For the past seven years, every Thursday night, I have helped a multidisciplinary team of Children’s staff and volunteers teach patients, siblings and parents about their upcoming surgeries at Children’s-St. Paul as part of the Pre-Surgery Program (PSP). After the program, kids who were initially scared are often excited to come back and pick out a Lip Smacker smell for their anesthesia mask. In addition to witnessing the changes in the children that occur within a few short hours, I have also spoken with staff members who rave about the difference this program makes, and have volunteered with families throughout other areas of the hospital who have told me how much the program helped. We’ve also seen families return to the program when they have another child who needs surgery. Often the parents thank me again and tell their children, “This is the girl that taught [you or name of sibling] about surgery.” Although this makes me feel super old (way older than 23), every time it happens, I glow for weeks thinking about it!

Pre-Surgery Program Volunteers Jake Starsiak, Evan (puppet), Leah Grengs and Robert Mills

In addition to PSP, I have volunteered on the inpatient units in both Minneapolis and St. Paul, the surgery waiting room in Minneapolis and the Emergency Department in St. Paul, but have always thought of PSP as my baby. Not only because I have done it for so long, but because the mission of the program resonates with me on a much deeper level.

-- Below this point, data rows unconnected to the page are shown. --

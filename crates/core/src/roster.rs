use crate::{Card, ValidationError};
use serde::{Deserialize, Serialize};

pub const MAX_PLAYERS: usize = 9;
pub const MIN_PLAYERS: usize = 2;
pub const MAX_NAME_LEN: usize = 20;
pub const DEFAULT_ICON: &str = "person";

#[derive(Debug, Clone, Copy, Serialize, Deserialize, PartialEq, Eq, Hash, PartialOrd, Ord)]
pub struct PlayerId(pub u32);

#[derive(Debug, Clone, Serialize, Deserialize, PartialEq)]
pub struct Player {
    pub id: PlayerId,
    pub name: String,
    pub icon: String,
    pub score: i64,
    pub round_score: i64,
    pub turn_score: i64,
    pub remaining_turns: u32,
    pub is_main_player: bool,
    pub has_been_main_player: bool,
    pub is_eliminated: bool,
    pub passed_count: u32,
    #[serde(default)]
    pub personal_card: Option<Card>,
}

impl Player {
    pub fn new(id: PlayerId, name: impl Into<String>) -> Self {
        Self {
            id,
            name: name.into(),
            icon: DEFAULT_ICON.to_string(),
            score: 0,
            round_score: 0,
            turn_score: 0,
            remaining_turns: 0,
            is_main_player: false,
            has_been_main_player: false,
            is_eliminated: false,
            passed_count: 0,
            personal_card: None,
        }
    }

    pub fn has_turns_left(&self) -> bool {
        !self.is_eliminated && self.remaining_turns > 0
    }
}

#[derive(Debug, Clone, Default)]
pub struct Roster {
    players: Vec<Player>,
    next_id: u32,
}

impl Roster {
    pub fn new() -> Self {
        Self::default()
    }

    /// Trims and checks `name` against the roster.
    pub fn validate_name(&self, name: &str) -> Result<String, ValidationError> {
        let name = name.trim();
        if name.is_empty() {
            return Err(ValidationError::EmptyName);
        }
        if name.chars().count() > MAX_NAME_LEN {
            return Err(ValidationError::NameTooLong { max: MAX_NAME_LEN });
        }
        let lowered = name.to_lowercase();
        if self
            .players
            .iter()
            .any(|player| player.name.to_lowercase() == lowered)
        {
            return Err(ValidationError::DuplicateName(name.to_string()));
        }
        Ok(name.to_string())
    }

    pub fn add(&mut self, name: &str) -> Result<PlayerId, ValidationError> {
        if self.players.len() >= MAX_PLAYERS {
            return Err(ValidationError::RosterFull { max: MAX_PLAYERS });
        }
        let name = self.validate_name(name)?;
        let id = PlayerId(self.next_id);
        self.next_id = self.next_id.saturating_add(1);
        self.players.push(Player::new(id, name));
        Ok(id)
    }

    pub fn remove(&mut self, index: usize) -> Option<Player> {
        if index >= self.players.len() {
            return None;
        }
        Some(self.players.remove(index))
    }

    pub fn len(&self) -> usize {
        self.players.len()
    }

    pub fn is_empty(&self) -> bool {
        self.players.is_empty()
    }

    pub fn players(&self) -> &[Player] {
        &self.players
    }

    pub fn get(&self, index: usize) -> Option<&Player> {
        self.players.get(index)
    }

    pub fn get_mut(&mut self, index: usize) -> Option<&mut Player> {
        self.players.get_mut(index)
    }

    pub fn iter_mut(&mut self) -> impl Iterator<Item = &mut Player> + '_ {
        self.players.iter_mut()
    }

    pub fn main_player_index(&self) -> Option<usize> {
        self.players.iter().position(|player| player.is_main_player)
    }

    pub fn non_eliminated_count(&self) -> usize {
        self.players.iter().filter(|player| !player.is_eliminated).count()
    }

    pub fn reset_scores(&mut self) {
        for player in &mut self.players {
            player.score = 0;
            player.round_score = 0;
            player.turn_score = 0;
        }
    }

    pub fn reset_round_scores(&mut self) {
        for player in &mut self.players {
            player.round_score = 0;
            player.turn_score = 0;
        }
    }

    pub fn set_remaining_turns(&mut self, turns: u32) {
        for player in &mut self.players {
            player.remaining_turns = turns;
        }
    }

    pub fn reset_main_player_flags(&mut self) {
        for player in &mut self.players {
            player.is_main_player = false;
            player.has_been_main_player = false;
        }
    }

    pub fn reset_elimination_flags(&mut self) {
        for player in &mut self.players {
            player.is_eliminated = false;
        }
    }

    pub fn reset_passed_counts(&mut self) {
        for player in &mut self.players {
            player.passed_count = 0;
        }
    }

    pub fn clear_personal_cards(&mut self) {
        for player in &mut self.players {
            player.personal_card = None;
        }
    }

    /// Adds `points` to the player's turn score. Scores may go negative.
    pub fn add_turn_score(&mut self, index: usize, points: i64) {
        if let Some(player) = self.players.get_mut(index) {
            player.turn_score += points;
        }
    }

    pub fn validate_turn(&mut self, index: usize) {
        if let Some(player) = self.players.get_mut(index) {
            player.round_score += player.turn_score;
            player.turn_score = 0;
        }
    }

    /// Adds the round score to the aggregate. The round score stays visible
    /// until the next round resets it.
    pub fn validate_round(&mut self, index: usize) {
        if let Some(player) = self.players.get_mut(index) {
            player.score += player.round_score;
        }
    }

    /// Players ordered by aggregate score, best first; ties keep name order.
    pub fn ranking(&self) -> Vec<&Player> {
        let mut ranked: Vec<&Player> = self.players.iter().collect();
        ranked.sort_by(|a, b| {
            b.score
                .cmp(&a.score)
                .then_with(|| a.name.to_lowercase().cmp(&b.name.to_lowercase()))
        });
        ranked
    }
}
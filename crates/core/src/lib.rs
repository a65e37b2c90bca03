//! Core game logic for the pass-the-device party game. Keep this crate free
//! of IO and platform concerns; the only background work is the countdown.

pub mod cards;
pub mod config;
pub mod content;
pub mod countdown;
pub mod deck;
pub mod error;
pub mod events;
pub mod game;
pub mod rng;
pub mod roster;
pub mod round;
pub mod state;
pub mod table;

pub use cards::*;
pub use config::*;
pub use content::*;
pub use countdown::*;
pub use deck::*;
pub use error::*;
pub use events::*;
pub use game::*;
pub use rng::*;
pub use roster::*;
pub use round::*;
pub use state::*;
pub use table::*;
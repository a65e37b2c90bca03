use serde::{Deserialize, Serialize};
use std::fmt;

#[derive(Debug, Clone, Copy, Serialize, Deserialize, PartialEq, Eq)]
pub enum GamePhase {
    PlayersSetup,
    RoundInstruction { needs_setup: bool },
    PlayerInstruction,
    Playing,
    PlayerTurnResult,
    RoundResult,
    GameResult,
}

impl GamePhase {
    pub fn is_playing(self) -> bool {
        matches!(self, Self::Playing)
    }
}

impl fmt::Display for GamePhase {
    fn fmt(&self, f: &mut fmt::Formatter<'_>) -> fmt::Result {
        let name = match self {
            Self::PlayersSetup => "players setup",
            Self::RoundInstruction { needs_setup: true } => "round instruction (setup pending)",
            Self::RoundInstruction { needs_setup: false } => "round instruction",
            Self::PlayerInstruction => "player instruction",
            Self::Playing => "playing",
            Self::PlayerTurnResult => "turn result",
            Self::RoundResult => "round result",
            Self::GameResult => "game result",
        };
        f.write_str(name)
    }
}

#[derive(Debug, Clone, Copy, Default, Serialize, Deserialize, PartialEq, Eq, PartialOrd, Ord, Hash)]
pub enum RoundNumber {
    #[default]
    One,
    Two,
    Three,
}

impl RoundNumber {
    pub const ALL: [RoundNumber; 3] = [RoundNumber::One, RoundNumber::Two, RoundNumber::Three];

    pub fn ordinal(self) -> u8 {
        match self {
            Self::One => 1,
            Self::Two => 2,
            Self::Three => 3,
        }
    }

    pub fn from_ordinal(value: u8) -> Option<Self> {
        match value {
            1 => Some(Self::One),
            2 => Some(Self::Two),
            3 => Some(Self::Three),
            _ => None,
        }
    }

    pub fn next(self) -> Option<Self> {
        match self {
            Self::One => Some(Self::Two),
            Self::Two => Some(Self::Three),
            Self::Three => None,
        }
    }

    pub fn is_last(self) -> bool {
        self.next().is_none()
    }
}

impl fmt::Display for RoundNumber {
    fn fmt(&self, f: &mut fmt::Formatter<'_>) -> fmt::Result {
        write!(f, "{}", self.ordinal())
    }
}
use crate::{GamePhase, PlayerId, RoundNumber};
use serde::{Deserialize, Serialize};

#[derive(Debug, Clone, Serialize, Deserialize, PartialEq)]
pub enum Event {
    PlayerAdded { id: PlayerId, name: String },
    PlayerRemoved { id: PlayerId, name: String },
    GameStarted { players: usize },
    RoundStarted { round: RoundNumber, cards: usize },
    PhaseChanged { from: GamePhase, to: GamePhase },
    CurrentPlayerChanged { index: usize, id: PlayerId },
    CardDrawn { title: String, category: String },
    CardValidated { player: PlayerId, points: i64 },
    CardPassed { player: PlayerId, penalty: i64 },
    PlayerEliminated { player: PlayerId, by: PlayerId },
    HotSeatWon { player: PlayerId, bonus: i64 },
    PersonalCardAssigned { player: PlayerId },
    TimerTick { remaining: u32 },
    TimerFinished,
    TimerPaused { remaining: u32 },
    TimerResumed { remaining: u32 },
    GameReset,
}

#[derive(Debug, Default)]
pub struct EventBus {
    queue: Vec<Event>,
}

impl EventBus {
    pub fn push(&mut self, event: Event) {
        self.queue.push(event);
    }

    pub fn drain(&mut self) -> impl Iterator<Item = Event> + '_ {
        self.queue.drain(..)
    }

    pub fn is_empty(&self) -> bool {
        self.queue.is_empty()
    }
}
//! One-second countdown running on a tokio task.
//!
//! Callbacks run on the countdown task. Owners that keep their state on a
//! single context forward them through a channel (see `Game`).

use serde::{Deserialize, Serialize};
use std::sync::atomic::{AtomicU32, AtomicU8, Ordering};
use std::sync::Arc;
use std::time::Duration;
use thiserror::Error;
use tokio::runtime::Handle;
use tokio::sync::watch;
use tokio::task::JoinHandle;
use tokio_util::sync::CancellationToken;

pub const TICK: Duration = Duration::from_secs(1);

#[derive(Debug, Error, Clone, PartialEq, Eq)]
pub enum CountdownError {
    #[error("countdown requires a running tokio runtime")]
    NoRuntime,
}

#[derive(Debug, Clone, Copy, Serialize, Deserialize, PartialEq, Eq)]
pub enum CountdownState {
    Idle,
    Running,
    Paused,
    Finished,
}

impl CountdownState {
    fn to_u8(self) -> u8 {
        match self {
            Self::Idle => 0,
            Self::Running => 1,
            Self::Paused => 2,
            Self::Finished => 3,
        }
    }

    fn from_u8(value: u8) -> Self {
        match value {
            1 => Self::Running,
            2 => Self::Paused,
            3 => Self::Finished,
            _ => Self::Idle,
        }
    }
}

#[derive(Debug)]
struct Shared {
    remaining: AtomicU32,
    state: AtomicU8,
}

impl Shared {
    fn new(remaining: u32, state: CountdownState) -> Self {
        Self {
            remaining: AtomicU32::new(remaining),
            state: AtomicU8::new(state.to_u8()),
        }
    }

    fn state(&self) -> CountdownState {
        CountdownState::from_u8(self.state.load(Ordering::SeqCst))
    }

    fn set_state(&self, state: CountdownState) {
        self.state.store(state.to_u8(), Ordering::SeqCst);
    }
}

#[derive(Debug)]
pub struct Countdown {
    duration: u32,
    shared: Arc<Shared>,
    paused: Option<watch::Sender<bool>>,
    cancel: CancellationToken,
    handle: Option<JoinHandle<()>>,
}

impl Default for Countdown {
    fn default() -> Self {
        Self::new()
    }
}

impl Countdown {
    pub fn new() -> Self {
        Self {
            duration: 0,
            shared: Arc::new(Shared::new(0, CountdownState::Idle)),
            paused: None,
            cancel: CancellationToken::new(),
            handle: None,
        }
    }

    /// Counts down from `duration` to zero, one step per second.
    ///
    /// `on_tick` receives every value below `duration`, including zero.
    /// `on_finish` fires once after the zero tick. Any previous run is
    /// cancelled first.
    pub fn start<T, F>(&mut self, duration: u32, on_tick: T, on_finish: F) -> Result<(), CountdownError>
    where
        T: FnMut(u32) + Send + 'static,
        F: FnOnce() + Send + 'static,
    {
        let runtime = Handle::try_current().map_err(|_| CountdownError::NoRuntime)?;
        self.stop();

        let shared = Arc::new(Shared::new(duration, CountdownState::Running));
        let (paused_tx, paused_rx) = watch::channel(false);
        let cancel = CancellationToken::new();

        self.duration = duration;
        self.shared = Arc::clone(&shared);
        self.paused = Some(paused_tx);
        self.cancel = cancel.clone();
        self.handle = Some(runtime.spawn(run(shared, paused_rx, cancel, on_tick, on_finish)));
        Ok(())
    }

    pub fn pause(&mut self) {
        if self.shared.state() != CountdownState::Running {
            return;
        }
        if let Some(paused) = &self.paused {
            self.shared.set_state(CountdownState::Paused);
            let _ = paused.send(true);
        }
    }

    pub fn resume(&mut self) {
        if self.shared.state() != CountdownState::Paused {
            return;
        }
        if let Some(paused) = &self.paused {
            self.shared.set_state(CountdownState::Running);
            let _ = paused.send(false);
        }
    }

    /// Cancels the current run without firing `on_finish`. Safe to repeat.
    pub fn stop(&mut self) {
        self.cancel.cancel();
        if let Some(handle) = self.handle.take() {
            handle.abort();
        }
        self.paused = None;
        if self.shared.state() != CountdownState::Idle {
            self.shared.set_state(CountdownState::Idle);
        }
    }

    pub fn state(&self) -> CountdownState {
        self.shared.state()
    }

    pub fn is_active(&self) -> bool {
        matches!(self.state(), CountdownState::Running | CountdownState::Paused)
    }

    pub fn remaining(&self) -> u32 {
        self.shared.remaining.load(Ordering::SeqCst)
    }

    pub fn duration(&self) -> u32 {
        self.duration
    }

    /// Fraction of the duration still left, in `0.0..=1.0`.
    pub fn progress(&self) -> f32 {
        if self.duration == 0 {
            return 0.0;
        }
        self.remaining() as f32 / self.duration as f32
    }
}

impl Drop for Countdown {
    fn drop(&mut self) {
        self.stop();
    }
}

async fn run<T, F>(
    shared: Arc<Shared>,
    mut paused: watch::Receiver<bool>,
    cancel: CancellationToken,
    mut on_tick: T,
    on_finish: F,
) where
    T: FnMut(u32) + Send + 'static,
    F: FnOnce() + Send + 'static,
{
    loop {
        let remaining = shared.remaining.load(Ordering::SeqCst);
        if remaining == 0 {
            break;
        }

        loop {
            let is_paused = *paused.borrow_and_update();
            if !is_paused {
                break;
            }
            tokio::select! {
                _ = cancel.cancelled() => return,
                changed = paused.changed() => {
                    if changed.is_err() {
                        return;
                    }
                }
            }
        }

        // A pause mid-second restarts that second on resume.
        tokio::select! {
            _ = cancel.cancelled() => return,
            changed = paused.changed() => {
                if changed.is_err() {
                    return;
                }
                continue;
            }
            _ = tokio::time::sleep(TICK) => {}
        }

        if cancel.is_cancelled() {
            return;
        }
        let next = remaining - 1;
        shared.remaining.store(next, Ordering::SeqCst);
        on_tick(next);
    }

    if cancel.is_cancelled() {
        return;
    }
    shared.set_state(CountdownState::Finished);
    on_finish();
    shared.set_state(CountdownState::Idle);
}
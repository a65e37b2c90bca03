use crate::RoundNumber;
use serde::{Deserialize, Serialize};
use std::fmt;
use std::hash::{Hash, Hasher};
use std::sync::Arc;

/// Something a player has to describe, name or guess.
#[derive(Debug, Clone, Serialize, Deserialize, PartialEq, Eq)]
pub struct Theme {
    pub category: String,
    pub title: String,
    #[serde(default)]
    pub color: String,
    #[serde(default, rename = "excludedRounds")]
    pub excluded_rounds: Vec<u8>,
}

impl Theme {
    pub fn new(category: impl Into<String>, title: impl Into<String>) -> Self {
        Self {
            category: category.into(),
            title: title.into(),
            color: String::new(),
            excluded_rounds: Vec::new(),
        }
    }

    pub fn with_color(mut self, color: impl Into<String>) -> Self {
        self.color = color.into();
        self
    }

    pub fn excluding(mut self, rounds: &[u8]) -> Self {
        self.excluded_rounds = rounds.to_vec();
        self
    }

    pub fn is_excluded_from(&self, round: RoundNumber) -> bool {
        self.excluded_rounds.contains(&round.ordinal())
    }

    pub fn in_category(&self, category: &str) -> bool {
        self.category.eq_ignore_ascii_case(category)
    }

    /// Identity used for card equality, case-sensitive on both parts.
    pub fn key(&self) -> (&str, &str) {
        (&self.category, &self.title)
    }
}

#[derive(Debug, Clone, Serialize, Deserialize)]
pub struct Category {
    pub category: String,
    #[serde(default)]
    pub color: String,
    pub themes: Vec<Theme>,
}

/// A drawn card. Cards share their theme and compare by (category, title).
#[derive(Debug, Clone, Serialize, Deserialize)]
pub struct Card {
    theme: Arc<Theme>,
}

impl Card {
    pub fn new(theme: Arc<Theme>) -> Self {
        Self { theme }
    }

    pub fn theme(&self) -> &Theme {
        &self.theme
    }

    pub fn title(&self) -> &str {
        &self.theme.title
    }

    pub fn category(&self) -> &str {
        &self.theme.category
    }

    pub fn color(&self) -> &str {
        &self.theme.color
    }
}

impl From<Theme> for Card {
    fn from(theme: Theme) -> Self {
        Self::new(Arc::new(theme))
    }
}

impl PartialEq for Card {
    fn eq(&self, other: &Self) -> bool {
        self.theme.key() == other.theme.key()
    }
}

impl Eq for Card {}

impl Hash for Card {
    fn hash<H: Hasher>(&self, state: &mut H) {
        self.theme.key().hash(state);
    }
}

impl fmt::Display for Card {
    fn fmt(&self, f: &mut fmt::Formatter<'_>) -> fmt::Result {
        write!(f, "{} ({})", self.theme.title, self.theme.category)
    }
}

#[cfg(test)]
mod tests {
    use super::*;

    #[test]
    fn cards_compare_by_category_and_title() {
        let a = Card::from(Theme::new("Animals", "Cat").with_color("red"));
        let b = Card::from(Theme::new("Animals", "Cat").excluding(&[3]));
        let c = Card::from(Theme::new("Movies", "Cat"));
        assert_eq!(a, b);
        assert_ne!(a, c);
    }

    #[test]
    fn exclusion_uses_round_ordinal() {
        let theme = Theme::new("Animals", "Cat").excluding(&[2]);
        assert!(theme.is_excluded_from(RoundNumber::Two));
        assert!(!theme.is_excluded_from(RoundNumber::Three));
    }
}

When I was younger, I had a stroke from a brain tumor and remember waking up at Children’s after my surgery, scared and confused, while my parents and doctors started throwing all of these big words at me, such as hemorrhage, glioma and thalamus. I was paralyzed and told I would probably not be able to walk again, but that was all I understood. At PSP, we talk to the kids about special medicine air and going into a special medicine sleep. We help the kids understand what will happen and not to be afraid; that people at Children’s are nice, wear clean clothes called scrubs, and will take good care of them.

After seven years, every Thursday before PSP (and now every Tuesday for my Emergency Department shift), I still experience an excited anticipation, and wake up in the morning so happy, because I know that I will be able to make such a huge difference for Children’s patients and their families!”

Thank you, Leah, for all you do with the Pre-Surgery Program, and as a volunteer here at Children’s Hospital!